Dataform JavaScript utility functions for GA4 tables

Krisztián Korpa
Data to Value
Published in
6 min readNov 24, 2023

--

JavaScript functions in a Dataform workspace

In a previous article, we discussed why Dataform is a great addition to the marketing analytics tool stack and in another, we contemplated how one might go about sessionizing GA4 event tables and selecting session-level source/mediums.

Next up, let’s take a look at a few JavaScript functions that make writing SQL queries in Dataform much less tedious!
Using JavaScript functions in Dataform will have the benefit of much cleaner code and typing a lot less.
As I work a lot with GA4’s BigQuery export, I will use that as an example, but I think most functions will translate well to other data sources.

Ways to Use JavaScript in Dataform

1. You can add it to a SQLX file (inline).

js {
const columnName = "foo";
}

SELECT 1 AS ${columnName} FROM "..."

2. You can reuse code across a single repository with the ‘includes’ folder.

You can store global JavaScript variables or functions in the ‘includes’ folder
// filename is includes/constants.js
const start_date = "'2023-10-01'";
module.exports = { start_date };

And then reference it in a SQLX file:

config {type: "table"}

SELECT * FROM source_table WHERE date > ${constants.start_date}

You might have noticed that the value of ‘const start_date’ is in both double and single quotation marks.
This is the reason why:

start_date is recognized as INT64 if not wrapped in double and single quotation marks

3. You can create a package to reuse code across multiple repositories.

This is useful if you manage a lot of similar repositories that need the same functions.
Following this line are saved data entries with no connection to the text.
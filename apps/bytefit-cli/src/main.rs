use std::path::{Path, PathBuf};
use std::time::Instant;

use anyhow::{anyhow, Result};
use bytefit_core::{resolve_search_config, OutputFormat, OvershootPolicy, SearchOverrides};
use bytefit_runtime::{default_output_path, resize_to_target_filesize, ResizeRequest};
use bytefit_telemetry::sink_from_env;
use clap::Parser;
use regex::Regex;
use tracing_subscriber::EnvFilter;
use walkdir::WalkDir;

#[derive(Parser, Debug)]
#[command(name = "bytefit", version, about = "Resize images to hit a target file size")]
struct Cli {
    /// Image file, directory, or file-name regex matched under --input-root.
    input: String,
    /// Target size such as 500KB, 1.5MB or a plain byte count.
    #[arg(value_parser = parse_target_size)]
    target: u64,
    #[arg(long, short = 'o')]
    output: Option<PathBuf>,
    #[arg(long, short = 'f', value_parser = parse_format)]
    format: Option<OutputFormat>,
    #[arg(long)]
    min_dimension: Option<u32>,
    /// Skip padding the output up to the exact target size.
    #[arg(long, default_value_t = false, action = clap::ArgAction::SetTrue)]
    no_exact: bool,
    /// Only print output paths.
    #[arg(long, short = 'q', default_value_t = false, action = clap::ArgAction::SetTrue)]
    quiet: bool,
    #[arg(long, default_value_t = false, action = clap::ArgAction::SetTrue)]
    debug: bool,
    /// Output directory used when processing multiple inputs.
    #[arg(long)]
    output_dir: Option<PathBuf>,
    /// Root directory for regex input matching (defaults to current directory).
    #[arg(long, short = 'r')]
    input_root: Option<PathBuf>,
    /// Recurse when scanning directories / regex matches.
    #[arg(long, default_value_t = true, action = clap::ArgAction::Set)]
    recursive: bool,
    /// If set, abort the whole run on the first input error.
    #[arg(long, default_value_t = false, action = clap::ArgAction::SetTrue)]
    strict: bool,
    /// Never pick a candidate above the target, even when it is closer.
    #[arg(long, default_value_t = false, action = clap::ArgAction::SetTrue)]
    no_overshoot: bool,
    #[arg(long)]
    quality_iterations: Option<u32>,
    #[arg(long)]
    scale_iterations: Option<u32>,
    #[arg(long)]
    max_dimension: Option<u32>,
    /// Allowed distance in bytes between the output and the target.
    #[arg(long)]
    tolerance: Option<u64>,
}

fn main() -> Result<()> {
    let cli = Cli::parse();
    init_logging(&cli);

    let total_start = Instant::now();
    let inputs = resolve_inputs(&cli)?;
    if inputs.is_empty() {
        return Err(anyhow!("no input images matched"));
    }
    let config = resolve_search_config(SearchOverrides {
        quality_iterations: cli.quality_iterations,
        scale_iterations: cli.scale_iterations,
        size_tolerance: cli.tolerance,
        max_dimension: cli.max_dimension,
        overshoot_policy: cli.no_overshoot.then_some(OvershootPolicy::Forbid),
    });
    // stdout carries the report, so progress lines go to stderr instead.
    let sink = sink_from_env(true);
    let sink_ref = sink.as_ref().map(|s| s.as_ref());

    let bulk_mode = is_bulk_input(&cli.input);
    let mut results = Vec::with_capacity(inputs.len());
    let mut failures = 0usize;
    for input_path in inputs {
        let request = ResizeRequest {
            output_path: resolve_output_for_input(&cli, bulk_mode, &input_path)?,
            format: cli.format,
            min_dimension: cli.min_dimension,
            exact_size: !cli.no_exact,
            quiet: cli.quiet,
            ..ResizeRequest::new(&input_path, cli.target)
        };
        match resize_to_target_filesize(&request, &config, sink_ref) {
            Ok(report) => {
                if cli.quiet {
                    println!("{}", report.output_path.display());
                }
                results.push(serde_json::to_value(&report)?);
            }
            Err(err) => {
                if bulk_mode && !cli.strict {
                    tracing::error!(input = %input_path.display(), error = %err, "skipping input");
                    failures += 1;
                    results.push(serde_json::json!({
                        "input": input_path,
                        "error": err.as_error_info(),
                    }));
                    continue;
                }
                return Err(anyhow!("{}: {}", input_path.display(), err));
            }
        }
    }

    if !cli.quiet {
        println!(
            "{}",
            serde_json::to_string_pretty(&serde_json::json!({
                "results": results,
                "failed": failures,
                "elapsedMs": total_start.elapsed().as_millis() as u64,
            }))?
        );
    }
    Ok(())
}

fn init_logging(cli: &Cli) {
    let default_level = if cli.debug {
        "debug"
    } else if cli.quiet {
        "warn"
    } else {
        "info"
    };
    let filter = EnvFilter::try_from_default_env().unwrap_or_else(|_| EnvFilter::new(default_level));
    let _ = tracing_subscriber::fmt()
        .with_env_filter(filter)
        .with_writer(std::io::stderr)
        .try_init();
}

/// Parses `500KB`, `1.5MB`, `2GB`, `800B` or a plain byte count (1024-based).
fn parse_target_size(value: &str) -> Result<u64, String> {
    let normalized = value.trim().to_ascii_uppercase();
    if normalized.is_empty() {
        return Err("target size cannot be empty".to_string());
    }
    let invalid = || format!("invalid target size '{}': use B, KB, MB or GB suffix", value.trim());
    let (number, multiplier) = if let Some(n) = normalized.strip_suffix("KB") {
        (n, 1024.0)
    } else if let Some(n) = normalized.strip_suffix("MB") {
        (n, 1024.0 * 1024.0)
    } else if let Some(n) = normalized.strip_suffix("GB") {
        (n, 1024.0 * 1024.0 * 1024.0)
    } else if let Some(n) = normalized.strip_suffix('B') {
        (n, 1.0)
    } else {
        (normalized.as_str(), 1.0)
    };
    let amount: f64 = number.trim().parse().map_err(|_| invalid())?;
    if !amount.is_finite() || amount < 0.0 {
        return Err(invalid());
    }
    Ok((amount * multiplier) as u64)
}

fn parse_format(value: &str) -> Result<OutputFormat, String> {
    OutputFormat::from_name(value).ok_or_else(|| format!("unsupported format '{}': use jpg, jpeg, png or webp", value))
}

fn is_bulk_input(input: &str) -> bool {
    let as_path = PathBuf::from(input);
    (as_path.exists() && as_path.is_dir()) || !as_path.exists()
}

fn resolve_inputs(cli: &Cli) -> Result<Vec<PathBuf>> {
    let candidate = PathBuf::from(&cli.input);
    if candidate.exists() {
        if candidate.is_dir() {
            return collect_images_in_dir(&candidate, cli.recursive);
        }
        return Ok(vec![candidate]);
    }
    // Treat as regex matching file name under input_root.
    let root = match cli.input_root.clone() {
        Some(root) => root,
        None => std::env::current_dir()?,
    };
    let re = Regex::new(&cli.input).map_err(|e| anyhow!("invalid regex: {}", e))?;
    collect_images_by_regex(&root, cli.recursive, &re)
}

fn walker(root: &Path, recursive: bool) -> WalkDir {
    if recursive {
        WalkDir::new(root)
    } else {
        WalkDir::new(root).max_depth(1)
    }
}

fn collect_images_in_dir(dir: &Path, recursive: bool) -> Result<Vec<PathBuf>> {
    let mut out: Vec<PathBuf> = walker(dir, recursive)
        .into_iter()
        .filter_map(std::result::Result::ok)
        .filter(|entry| entry.file_type().is_file())
        .map(walkdir::DirEntry::into_path)
        .filter(|p| is_supported_image(p) && !is_resized_output(p))
        .collect();
    out.sort();
    Ok(out)
}

fn collect_images_by_regex(root: &Path, recursive: bool, re: &Regex) -> Result<Vec<PathBuf>> {
    let mut out = Vec::new();
    for entry in walker(root, recursive).into_iter().filter_map(std::result::Result::ok) {
        if !entry.file_type().is_file() {
            continue;
        }
        let p = entry.into_path();
        if !is_supported_image(&p) || is_resized_output(&p) {
            continue;
        }
        let name = p.file_name().and_then(|n| n.to_str()).unwrap_or("");
        if re.is_match(name) {
            out.push(p);
        }
    }
    out.sort();
    Ok(out)
}

fn is_supported_image(path: &Path) -> bool {
    let ext = path.extension().and_then(|e| e.to_str()).unwrap_or_default();
    OutputFormat::from_name(ext).is_some()
}

/// Outputs of an earlier run, which would otherwise be picked up again.
fn is_resized_output(path: &Path) -> bool {
    path.file_stem()
        .and_then(|s| s.to_str())
        .map(|s| s.ends_with("_resized"))
        .unwrap_or(false)
}

/// In bulk mode `-o` names a directory unless `--output-dir` is given.
fn resolve_output_for_input(cli: &Cli, bulk_mode: bool, input_path: &Path) -> Result<Option<PathBuf>> {
    if !bulk_mode {
        return Ok(cli.output.clone());
    }
    let Some(dir) = cli.output_dir.clone().or_else(|| cli.output.clone()) else {
        return Ok(None);
    };
    let format = match cli.format {
        Some(format) => format,
        None => {
            let ext = input_path.extension().and_then(|e| e.to_str()).unwrap_or_default();
            OutputFormat::from_name(ext).ok_or_else(|| anyhow!("cannot infer output format for {}", input_path.display()))?
        }
    };
    let file_name = default_output_path(input_path, format)
        .file_name()
        .map(|n| n.to_os_string())
        .ok_or_else(|| anyhow!("input file must include a valid file name"))?;
    Ok(Some(dir.join(file_name)))
}

#[cfg(test)]
mod tests {
    use super::*;

    #[test]
    fn target_sizes_use_binary_units() {
        assert_eq!(parse_target_size("500KB"), Ok(512_000));
        assert_eq!(parse_target_size("1mb"), Ok(1_048_576));
        assert_eq!(parse_target_size(" 1.5MB "), Ok(1_572_864));
        assert_eq!(parse_target_size("2GB"), Ok(2 * 1024 * 1024 * 1024));
        assert_eq!(parse_target_size("800B"), Ok(800));
        assert_eq!(parse_target_size("1234"), Ok(1234));
    }

    #[test]
    fn malformed_target_sizes_are_rejected() {
        assert!(parse_target_size("").is_err());
        assert!(parse_target_size("KB").is_err());
        assert!(parse_target_size("12XB").is_err());
        assert!(parse_target_size("-5KB").is_err());
        assert!(parse_target_size("infKB").is_err());
    }

    #[test]
    fn zero_and_fractional_byte_targets_round_down() {
        assert_eq!(parse_target_size("0"), Ok(0));
        assert_eq!(parse_target_size("0KB"), Ok(0));
        assert_eq!(parse_target_size("0.0001B"), Ok(0));
    }

    #[test]
    fn format_flag_accepts_aliases() {
        assert_eq!(parse_format("jpeg"), Ok(OutputFormat::Jpeg));
        assert_eq!(parse_format("JPG"), Ok(OutputFormat::Jpeg));
        assert!(parse_format("bmp").is_err());
    }

    #[test]
    fn directory_scan_skips_previous_outputs() -> Result<()> {
        let dir = tempfile::tempdir()?;
        std::fs::create_dir(dir.path().join("nested"))?;
        for name in ["a.jpg", "b.PNG", "a_resized.jpg", "notes.txt", "nested/c.webp"] {
            std::fs::write(dir.path().join(name), b"x")?;
        }
        let found = collect_images_in_dir(dir.path(), true)?;
        let names: Vec<_> = found.iter().filter_map(|p| p.file_name()?.to_str()).collect();
        assert_eq!(names, vec!["a.jpg", "b.PNG", "c.webp"]);

        let shallow = collect_images_in_dir(dir.path(), false)?;
        assert_eq!(shallow.len(), 2);

        let re = Regex::new(r"^b\.")?;
        assert_eq!(collect_images_by_regex(dir.path(), true, &re)?.len(), 1);
        Ok(())
    }

    #[test]
    fn bulk_outputs_land_in_output_dir() -> Result<()> {
        let cli = Cli::try_parse_from(["bytefit", "photos", "100KB", "--output-dir", "/out", "-f", "webp"])?;
        let output = resolve_output_for_input(&cli, true, Path::new("/photos/cat.jpg"))?;
        assert_eq!(output, Some(PathBuf::from("/out/cat_resized.webp")));

        let single = Cli::try_parse_from(["bytefit", "cat.jpg", "1MB", "-o", "small.jpg"])?;
        assert_eq!(single.target, 1_048_576);
        assert_eq!(resolve_output_for_input(&single, false, Path::new("cat.jpg"))?, Some(PathBuf::from("small.jpg")));
        Ok(())
    }
}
Please read the documentation to see how to create and install packages in Dataform.

I generally use the “separate file” (2.) approach.

Interesting Use Cases

Unnesting event parameters

(credit: Artem Korneev)

One of the recurring themes of querying the GA4 event data is the unnesting of event parameters.
If you see a repetitive pattern in your code, that might be a sign to utilize a JavaScript function, and unnesting event parameters definitely satisfy that criterion!

const getEventParam = (
eventParamName,
eventParamType = "string",
columnName = false
) => {
let eventParamTypeName = "";
switch (eventParamType) {
case "string":
eventParamTypeName = "string_value";
break;
case "int":
eventParamTypeName = "int_value";
break;
case "double":
eventParamTypeName = "double_value";
break;
case "float":
eventParamTypeName = "float_value";
break;
default:
throw "eventType is not valid";
}
return `(SELECT ep.value.${eventParamTypeName} AS ${eventParamName}
FROM UNNEST(event_params) ep WHERE ep.key = '${eventParamName}') AS ${
columnName ? columnName : eventParamName
}`;
};

module.exports = { getEventParam };

In action:

SELECT
event_timestamp,
user_pseudo_id,
${helpers.getEventParam('page_location')},
${helpers.getEventParam('page_referrer')},
${helpers.getEventParam('ga_session_id','int')}
FROM
${ref(constants.GA4_TABLE)}

Selecting categories of columns

(credit: Snowplow Dataform repo)

This one is simple, yet quite effective. You can create template literals of dimensions that are often queried together. This way you can just reference a single JS variable to select multiple columns.
If you want to change the queried columns, you need to only change them in the JS variable instead of replacing them one by one in each table.
You can also add aliases to the template literals.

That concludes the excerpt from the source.